- Born: Nicholasville, Kentucky, USA
- Genres: Country
- Occupations: Songwriter, record producer
- Years active: mid 1990s–present

= Lee Thomas Miller =

American country songwriter

Lee Thomas Miller (born in Nicholasville, Kentucky) is an American country music songwriter and occasional record producer. His credits include 7 number one country hits: "The Impossible" (Joe Nichols), "The World", "I'm Still a Guy" and "Perfect Storm"—all by Brad Paisley—"You're Gonna Miss This" for Trace Adkins, "I Just Wanna Be Mad" by Terri Clark, and "Southern Girl" (Tim McGraw). Three of his songs—"You're Gonna Miss This", "The Impossible" and "In Color" by Jamey Johnson—were nominated for Best Country Song at the Grammy Awards. Miller also co-wrote "Whiskey and You" with Chris Stapleton, which appears on Stapleton's 2015 album Traveller.

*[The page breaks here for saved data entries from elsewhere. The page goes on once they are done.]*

//! Dependency Graph
//!
//! This module implements the directed acyclic graph that tracks which
//! derived signals read which other signals.
//!
//! # Overview
//!
//! - Vertices represent signals, either sources or derived.
//! - Edges represent dependencies: if A reads B, there is an edge from B to A.
//!
//! When a signal changes, we traverse the graph to find all affected
//! vertices and mark them as dirty. The signal graph then recomputes only the
//! vertices whose inputs actually changed.
//!
//! # Design Decisions
//!
//! 1. The graph is centralized rather than spread over the signals, which
//!    makes topological ordering and cycle detection straightforward.
//!
//! 2. Vertices are indexed by signal id for O(1) lookups; index maps keep
//!    iteration in insertion order so settlement is deterministic.
//!
//! 3. Both forward (dependencies) and reverse (dependents) edges are stored.

mod dependency;
mod node;

pub use dependency::DependencyGraph;
pub use node::{DirtyState, Vertex, VertexKind};
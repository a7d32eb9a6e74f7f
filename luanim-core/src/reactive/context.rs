//! Recompute Context
//!
//! The recompute context is handed to every derive closure. Each read made
//! through it is recorded as a dependency of the signal being recomputed;
//! when the closure returns, the collected set replaces the signal's previous
//! dependencies.
//!
//! # Implementation
//!
//! The context is an explicit value rather than ambient state: it borrows the
//! signal graph mutably for the duration of one recompute and is consumed
//! when the recompute finishes. Nested recomputes (a derived signal reading
//! another dirty derived signal) create their own context on top of the same
//! graph borrow, so dependency sets never leak between levels.

use indexmap::IndexSet;

use super::runtime::SignalGraph;
use super::signal::{Readable, SignalId};
use super::value::SignalValue;
use crate::error::{Error, Result};

/// Dependency-collecting view of the signal graph used inside derive
/// closures.
pub struct Recompute<'g> {
    graph: &'g mut SignalGraph,
    owner: SignalId,
    dependencies: IndexSet<SignalId>,
}

impl<'g> Recompute<'g> {
    pub(crate) fn enter(graph: &'g mut SignalGraph, owner: SignalId) -> Self {
        Self {
            graph,
            owner,
            dependencies: IndexSet::new(),
        }
    }

    /// The derived signal being recomputed.
    pub fn owner(&self) -> SignalId {
        self.owner
    }

    /// Read a signal and record it as a dependency.
    pub fn read<T: SignalValue>(&mut self, signal: impl Readable<T>) -> Result<T> {
        let id = signal.signal_id();
        self.dependencies.insert(id);
        self.graph.read_id(id)
    }

    /// Read a named registry entry and record it as a dependency.
    pub fn read_named<T: SignalValue>(&mut self, name: &str) -> Result<T> {
        let id = self
            .graph
            .lookup(name)
            .ok_or_else(|| Error::UnknownInput {
                name: name.to_string(),
            })?;
        self.dependencies.insert(id);
        self.graph.read_id(id)
    }

    /// Read a signal without making it a dependency.
    pub fn untracked<T: SignalValue>(&mut self, signal: impl Readable<T>) -> Result<T> {
        self.graph.read_id(signal.signal_id())
    }

    /// The virtual time the graph was last advanced to.
    pub fn now(&self) -> f64 {
        self.graph.now()
    }

    pub(crate) fn finish(self) -> IndexSet<SignalId> {
        self.dependencies
    }
}
//! Named-signal registry.
//!
//! The host publishes external data (simulation records, per-entity traits)
//! under string names; scripts and derive closures look them up by name.
//! Insertion order is preserved so listings are stable across runs.

use indexmap::IndexMap;

use super::signal::SignalId;

#[derive(Debug, Default)]
pub struct Registry {
    names: IndexMap<String, SignalId>,
}

impl Registry {
    pub fn new() -> Self {
        Self::default()
    }

    pub fn insert(&mut self, name: impl Into<String>, id: SignalId) -> Option<SignalId> {
        self.names.insert(name.into(), id)
    }

    pub fn get(&self, name: &str) -> Option<SignalId> {
        self.names.get(name).copied()
    }

    pub fn remove(&mut self, name: &str) -> Option<SignalId> {
        self.names.shift_remove(name)
    }

    /// Drop every name bound to `id`.
    pub fn forget(&mut self, id: SignalId) {
        self.names.retain(|_, bound| *bound != id);
    }

    pub fn iter(&self) -> impl Iterator<Item = (&str, SignalId)> {
        self.names.iter().map(|(name, id)| (name.as_str(), *id))
    }

    pub fn len(&self) -> usize {
        self.names.len()
    }

    pub fn is_empty(&self) -> bool {
        self.names.is_empty()
    }
}
//! Scene Graph
//!
//! Nodes are composable shapes whose every property is a signal. The tree
//! owns the nodes; scripts hold `Copy` [`NodeId`]s and mutate the tree
//! through attach, detach and destroy. Once per tick the engine walks the
//! tree and turns it into draw instructions.

mod builder;
mod draw;
mod node;
mod transform;
mod tree;

pub use builder::{Init, NodeBuilder};
pub use draw::{monospace_width, Draw, TextMeasure, GLYPH_ADVANCE};
pub use node::{Node, NodeId, NodeKind, NodeProps, Operand};
pub use transform::{axis_scale, local, mean_scale, rotation, viewport, DEFAULT_EXTENT};
pub use tree::SceneTree;
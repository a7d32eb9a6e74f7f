//! Tweens
//!
//! A tween is installed by a timed write on a source signal. Each tick the
//! signal graph samples it against the virtual clock; once the elapsed time
//! reaches the duration the tween resolves to its end value exactly and is
//! removed.

use crate::interp::{Easing, Interpolator};

use super::value::Value;

/// Tolerance for comparing virtual instants. Clock steps like 1/60 s do not
/// sum exactly in floating point.
pub const TIME_EPSILON: f64 = 1e-9;

/// An active interpolation on a source signal.
#[derive(Debug, Clone)]
pub struct Tween {
    pub from: Value,
    pub to: Value,
    pub start: f64,
    pub duration: f64,
    pub easing: Easing,
    pub interpolate: Interpolator,
}

/// Result of sampling a tween.
#[derive(Debug, Clone, PartialEq)]
pub enum Sample {
    Running(Value),
    Finished(Value),
}

impl Tween {
    /// Normalized progress at `now`, clamped to [0, 1].
    pub fn progress(&self, now: f64) -> f32 {
        if self.duration <= 0.0 {
            return 1.0;
        }
        ((now - self.start) / self.duration).clamp(0.0, 1.0) as f32
    }

    pub fn is_finished(&self, now: f64) -> bool {
        now - self.start + TIME_EPSILON >= self.duration
    }

    /// Resolve the tween at `now`.
    pub fn sample(&self, now: f64) -> Sample {
        if self.is_finished(now) {
            return Sample::Finished(self.to.clone());
        }
        let t = self.easing.apply(self.progress(now));
        match (self.interpolate)(&self.from, &self.to, t) {
            Some(value) => Sample::Running(value),
            None => Sample::Finished(self.to.clone()),
        }
    }
}
//! Frames
//!
//! A frame is everything the renderer needs for one tick: the instructions
//! in traversal order and the string table referenced by text instructions.
//! Frames serialize to MessagePack for transport and to JSON for debugging.

use glam::Vec2;
use indexmap::IndexSet;
use serde::{Deserialize, Deserializer, Serialize, Serializer};

use super::opcode::{Instruction, Opcode};
use crate::error::{Error, Result};

/// Wire format version stamped on every frame.
pub const PROTOCOL_VERSION: u16 = 1;

/// One tick's worth of draw instructions.
#[derive(Debug, Clone, PartialEq, Serialize, Deserialize)]
pub struct Frame {
    pub version: u16,
    /// Zero-based tick counter.
    pub index: u64,
    /// Virtual time of the tick, in seconds.
    pub time: f64,
    pub instructions: Vec<Instruction>,
    /// Interned strings; text instructions refer to them by position.
    pub strings: StringTable,
}

impl Frame {
    pub fn new(index: u64, time: f64) -> Self {
        Self {
            version: PROTOCOL_VERSION,
            index,
            time,
            instructions: Vec::new(),
            strings: StringTable::default(),
        }
    }

    pub fn len(&self) -> usize {
        self.instructions.len()
    }

    pub fn is_empty(&self) -> bool {
        self.instructions.is_empty()
    }

    pub fn string(&self, index: u32) -> Option<&str> {
        self.strings.get(index)
    }

    pub fn to_msgpack(&self) -> Result<Vec<u8>> {
        rmp_serde::to_vec_named(self).map_err(|e| Error::Encode(e.to_string()))
    }

    pub fn from_msgpack(bytes: &[u8]) -> Result<Self> {
        rmp_serde::from_slice(bytes).map_err(|e| Error::Encode(e.to_string()))
    }

    pub fn to_json(&self) -> Result<String> {
        serde_json::to_string(self).map_err(|e| Error::Encode(e.to_string()))
    }

    pub fn from_json(json: &str) -> Result<Self> {
        serde_json::from_str(json).map_err(|e| Error::Encode(e.to_string()))
    }

    /// Decode the instructions into typed commands.
    ///
    /// Instructions this version cannot decode (unknown built-in opcodes,
    /// short operand lists, dangling string references) are skipped.
    pub fn commands(&self) -> impl Iterator<Item = Command<'_>> {
        self.instructions
            .iter()
            .filter_map(move |instr| Command::decode(instr, &self.strings))
    }
}

/// Sink for draw instructions during traversal.
pub trait Emit {
    fn emit(&mut self, instruction: Instruction);

    /// Index of `text` in the string table, adding it if needed.
    fn intern(&mut self, text: &str) -> u32;
}

impl Emit for Frame {
    fn emit(&mut self, instruction: Instruction) {
        self.instructions.push(instruction);
    }

    fn intern(&mut self, text: &str) -> u32 {
        self.strings.intern(text)
    }
}

/// Strings referenced by text instructions, in first-use order.
///
/// Serialized as a plain sequence.
#[derive(Debug, Clone, Default)]
pub struct StringTable(IndexSet<String>);

impl StringTable {
    pub fn len(&self) -> usize {
        self.0.len()
    }

    pub fn is_empty(&self) -> bool {
        self.0.is_empty()
    }

    pub fn get(&self, index: u32) -> Option<&str> {
        self.0.get_index(index as usize).map(String::as_str)
    }

    pub fn iter(&self) -> impl Iterator<Item = &str> {
        self.0.iter().map(String::as_str)
    }

    /// Index of `text`, adding it if needed.
    pub fn intern(&mut self, text: &str) -> u32 {
        if let Some(index) = self.0.get_index_of(text) {
            return index as u32;
        }
        self.0.insert_full(text.to_string()).0 as u32
    }
}

impl PartialEq for StringTable {
    fn eq(&self, other: &Self) -> bool {
        self.0.len() == other.0.len() && self.0.iter().eq(other.0.iter())
    }
}

impl Serialize for StringTable {
    fn serialize<S: Serializer>(&self, serializer: S) -> std::result::Result<S::Ok, S::Error> {
        serializer.collect_seq(self.0.iter())
    }
}

impl<'de> Deserialize<'de> for StringTable {
    fn deserialize<D: Deserializer<'de>>(deserializer: D) -> std::result::Result<Self, D::Error> {
        let strings = Vec::<String>::deserialize(deserializer)?;
        let len = strings.len();
        let table: IndexSet<String> = strings.into_iter().collect();
        if table.len() != len {
            return Err(serde::de::Error::custom("duplicate entry in string table"));
        }
        Ok(Self(table))
    }
}

/// A decoded draw instruction.
#[derive(Debug, Clone, PartialEq)]
pub enum Command<'a> {
    Opacity(f32),
    LineWidth(f32),
    Circle {
        center: Vec2,
        radius: f32,
    },
    Ellipse {
        center: Vec2,
        radii: Vec2,
        rotation: f32,
    },
    MoveTo(Vec2),
    LineTo(Vec2),
    ClosePath,
    StrokePath,
    Text {
        position: Vec2,
        size: f32,
        rotation: f32,
        text: &'a str,
    },
    Custom {
        opcode: u8,
        operands: &'a [f32],
    },
}

impl<'a> Command<'a> {
    pub fn decode(instr: &'a Instruction, strings: &'a StringTable) -> Option<Self> {
        if instr.is_custom() {
            return Some(Command::Custom {
                opcode: instr.opcode,
                operands: instr.operands.as_slice(),
            });
        }

        let opcode = instr.builtin_opcode()?;
        let ops = instr.operands.as_slice();
        if ops.len() < opcode.arity() {
            return None;
        }

        Some(match opcode {
            Opcode::Opacity => Command::Opacity(ops[0]),
            Opcode::LineWidth => Command::LineWidth(ops[0]),
            Opcode::Circle => Command::Circle {
                center: Vec2::new(ops[0], ops[1]),
                radius: ops[2],
            },
            Opcode::Ellipse => Command::Ellipse {
                center: Vec2::new(ops[0], ops[1]),
                radii: Vec2::new(ops[2], ops[3]),
                rotation: ops[4],
            },
            Opcode::MoveTo => Command::MoveTo(Vec2::new(ops[0], ops[1])),
            Opcode::LineTo => Command::LineTo(Vec2::new(ops[0], ops[1])),
            Opcode::ClosePath => Command::ClosePath,
            Opcode::StrokePath => Command::StrokePath,
            Opcode::Text => {
                let index = ops[4];
                if index < 0.0 || index.fract() != 0.0 || index > u32::MAX as f32 {
                    return None;
                }
                Command::Text {
                    position: Vec2::new(ops[0], ops[1]),
                    size: ops[2],
                    rotation: ops[3],
                    text: strings.get(index as u32)?,
                }
            }
        })
    }
}

/// The external drawing backend.
pub trait Renderer {
    fn render(&mut self, frame: &Frame) -> Result<()>;
}

/// Recording renderer, handy for headless runs.
impl Renderer for Vec<Frame> {
    fn render(&mut self, frame: &Frame) -> Result<()> {
        self.push(frame.clone());
        Ok(())
    }
}

#[cfg(test)]
mod tests {
    use super::*;
    use smallvec::smallvec;

    fn sample() -> Frame {
        let mut frame = Frame::new(3, 0.05);
        frame.emit(Instruction::builtin(Opcode::Opacity, &[0.5]));
        let label = frame.intern("hello");
        frame.emit(Instruction::builtin(
            Opcode::Text,
            &[10.0, 20.0, 1.0, 0.0, label as f32],
        ));
        frame.emit(Instruction::custom(140, [7.0]).unwrap());
        frame
    }

    #[test]
    fn interning_reuses_entries() {
        let mut frame = Frame::new(0, 0.0);
        assert_eq!(frame.intern("a"), 0);
        assert_eq!(frame.intern("b"), 1);
        assert_eq!(frame.intern("a"), 0);
        assert_eq!(frame.strings.len(), 2);
        assert_eq!(frame.string(1), Some("b"));
    }

    #[test]
    fn interning_many_labels_keeps_first_use_order() {
        let mut frame = Frame::new(0, 0.0);
        for round in 0..3 {
            for i in 0..500u32 {
                assert_eq!(frame.intern(&format!("label-{i}")), i, "round {round}");
            }
        }
        assert_eq!(frame.strings.len(), 500);
        assert_eq!(frame.strings.iter().next(), Some("label-0"));
    }

    #[test]
    fn duplicate_strings_are_rejected_on_decode() {
        let json = r#"{"version":1,"index":0,"time":0.0,"instructions":[],"strings":["a","a"]}"#;
        assert!(matches!(Frame::from_json(json), Err(Error::Encode(_))));
    }

    #[test]
    fn msgpack_preserves_frames() {
        let frame = sample();
        let bytes = frame.to_msgpack().unwrap();
        assert_eq!(Frame::from_msgpack(&bytes).unwrap(), frame);
    }

    #[test]
    fn json_carries_version_and_strings() {
        let json = sample().to_json().unwrap();
        let parsed: serde_json::Value = serde_json::from_str(&json).unwrap();
        assert_eq!(parsed["version"], PROTOCOL_VERSION);
        assert_eq!(parsed["strings"][0], "hello");
    }

    #[test]
    fn commands_decode_and_skip_unknown() {
        let mut frame = sample();
        frame.emit(Instruction {
            opcode: 50,
            operands: Default::default(),
        });
        frame.emit(Instruction {
            opcode: Opcode::Circle.code(),
            operands: smallvec![1.0],
        });

        let commands: Vec<_> = frame.commands().collect();
        assert_eq!(
            commands,
            vec![
                Command::Opacity(0.5),
                Command::Text {
                    position: Vec2::new(10.0, 20.0),
                    size: 1.0,
                    rotation: 0.0,
                    text: "hello",
                },
                Command::Custom {
                    opcode: 140,
                    operands: &[7.0],
                },
            ]
        );
    }

    #[test]
    fn recording_renderer_keeps_frames() {
        let mut frames: Vec<Frame> = Vec::new();
        frames.render(&sample()).unwrap();
        assert_eq!(frames.len(), 1);
        assert_eq!(frames[0].index, 3);
    }
}
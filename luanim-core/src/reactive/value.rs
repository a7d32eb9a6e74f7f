//! Signal Values
//!
//! Every signal stores a [`Value`], a small closed set of kinds that the
//! interpolation library and the draw pass know how to handle. Typed handles
//! (`Signal<f32>`, `Memo<Vec2>`, ...) convert to and from it through
//! [`SignalValue`], so scripts never see the dynamic representation.

use std::fmt;

use glam::Vec2;
use serde::{Deserialize, Serialize};

/// The dynamic payload of a signal.
#[derive(Debug, Clone, PartialEq, Serialize, Deserialize)]
#[serde(tag = "kind", content = "value", rename_all = "lowercase")]
pub enum Value {
    Float(f32),
    Vec2(Vec2),
    Int(i64),
    Bool(bool),
    Text(String),
}

/// Discriminant of a [`Value`], used for interpolation lookup and errors.
#[derive(Debug, Clone, Copy, PartialEq, Eq, Hash, Serialize, Deserialize)]
#[serde(rename_all = "lowercase")]
pub enum ValueKind {
    Float,
    Vec2,
    Int,
    Bool,
    Text,
}

impl Value {
    pub fn kind(&self) -> ValueKind {
        match self {
            Value::Float(_) => ValueKind::Float,
            Value::Vec2(_) => ValueKind::Vec2,
            Value::Int(_) => ValueKind::Int,
            Value::Bool(_) => ValueKind::Bool,
            Value::Text(_) => ValueKind::Text,
        }
    }

    /// Convert a JSON scalar into a value.
    ///
    /// Integral numbers become `Int`, other numbers `Float`, and a two-number
    /// array becomes `Vec2`. Anything else has no signal representation.
    pub fn from_json(json: &serde_json::Value) -> Option<Self> {
        match json {
            serde_json::Value::Bool(b) => Some(Value::Bool(*b)),
            serde_json::Value::Number(n) => match n.as_i64() {
                Some(i) => Some(Value::Int(i)),
                None => n.as_f64().map(|f| Value::Float(f as f32)),
            },
            serde_json::Value::String(s) => Some(Value::Text(s.clone())),
            serde_json::Value::Array(items) if items.len() == 2 => {
                let x = items[0].as_f64()?;
                let y = items[1].as_f64()?;
                Some(Value::Vec2(Vec2::new(x as f32, y as f32)))
            }
            _ => None,
        }
    }
}

impl fmt::Display for ValueKind {
    fn fmt(&self, f: &mut fmt::Formatter<'_>) -> fmt::Result {
        let name = match self {
            ValueKind::Float => "float",
            ValueKind::Vec2 => "vec2",
            ValueKind::Int => "int",
            ValueKind::Bool => "bool",
            ValueKind::Text => "text",
        };
        f.write_str(name)
    }
}

/// Rust types that can live inside a signal.
pub trait SignalValue: Clone + PartialEq + 'static {
    const KIND: ValueKind;

    fn into_value(self) -> Value;

    fn from_value(value: &Value) -> Option<Self>;
}

macro_rules! signal_value {
    ($ty:ty, $variant:ident) => {
        impl SignalValue for $ty {
            const KIND: ValueKind = ValueKind::$variant;

            fn into_value(self) -> Value {
                Value::$variant(self)
            }

            fn from_value(value: &Value) -> Option<Self> {
                match value {
                    Value::$variant(v) => Some(v.clone()),
                    _ => None,
                }
            }
        }
    };
}

signal_value!(f32, Float);
signal_value!(Vec2, Vec2);
signal_value!(i64, Int);
signal_value!(bool, Bool);
signal_value!(String, Text);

==Biography and musical career==
Miller left his hometown to attend Eastern Kentucky University and graduated in 1990. After graduation, he moved to Nashville, Tennessee, to find work as a songwriter. Ken Mellons was the first artist to record his material, in 1994, but it was not until Blackhawk released "Days of America" in 2002 that Miller had a writing credit for a chart single. Another recording from 2002, "The Impossible" by Joe Nichols, was nominated for a Grammy Award a year later. Both it and Terri Clark's 2003 single "I Just Wanna Be Mad" earned Miller BMI Million-Air awards in 2004 for receiving one million radio plays each. In addition to 3 Grammy nominations, Miller won CMA and ACM song of the year awards with "In Color".

Lee currently serves as the President of the board for the Nashville Songwriters Association International (NSAI), in which capacity he often advocates before Congress on behalf of composers.

In addition to his songwriting, Miller has also produced for Curb Records' artists Steve Holy and Amy Dalley.

==Singles composed by Lee Thomas Miller==
- Trace Adkins – "You're Gonna Miss This"
- Blackhawk – "Days of America"
- Blue County – "That's Cool"
- Garth Brooks – "People Loving People"
- Terri Clark – "I Just Wanna Be Mad"
- Amy Dalley – "Men Don't Change", "Good Kind of Crazy"
- Jamey Johnson – "In Color"
- Tim McGraw – "Nothin' to Die For", "Southern Girl"
- Joe Nichols – "The Impossible"
- Brad Paisley – "The World", "I'm Still a Guy", "Perfect Storm", "Crushin' It", "The Medicine Will"
- Deric Ruttan – "That's How I Wanna Go Out"
- Tommy Shane Steiner – "What We're Gonna Do About It"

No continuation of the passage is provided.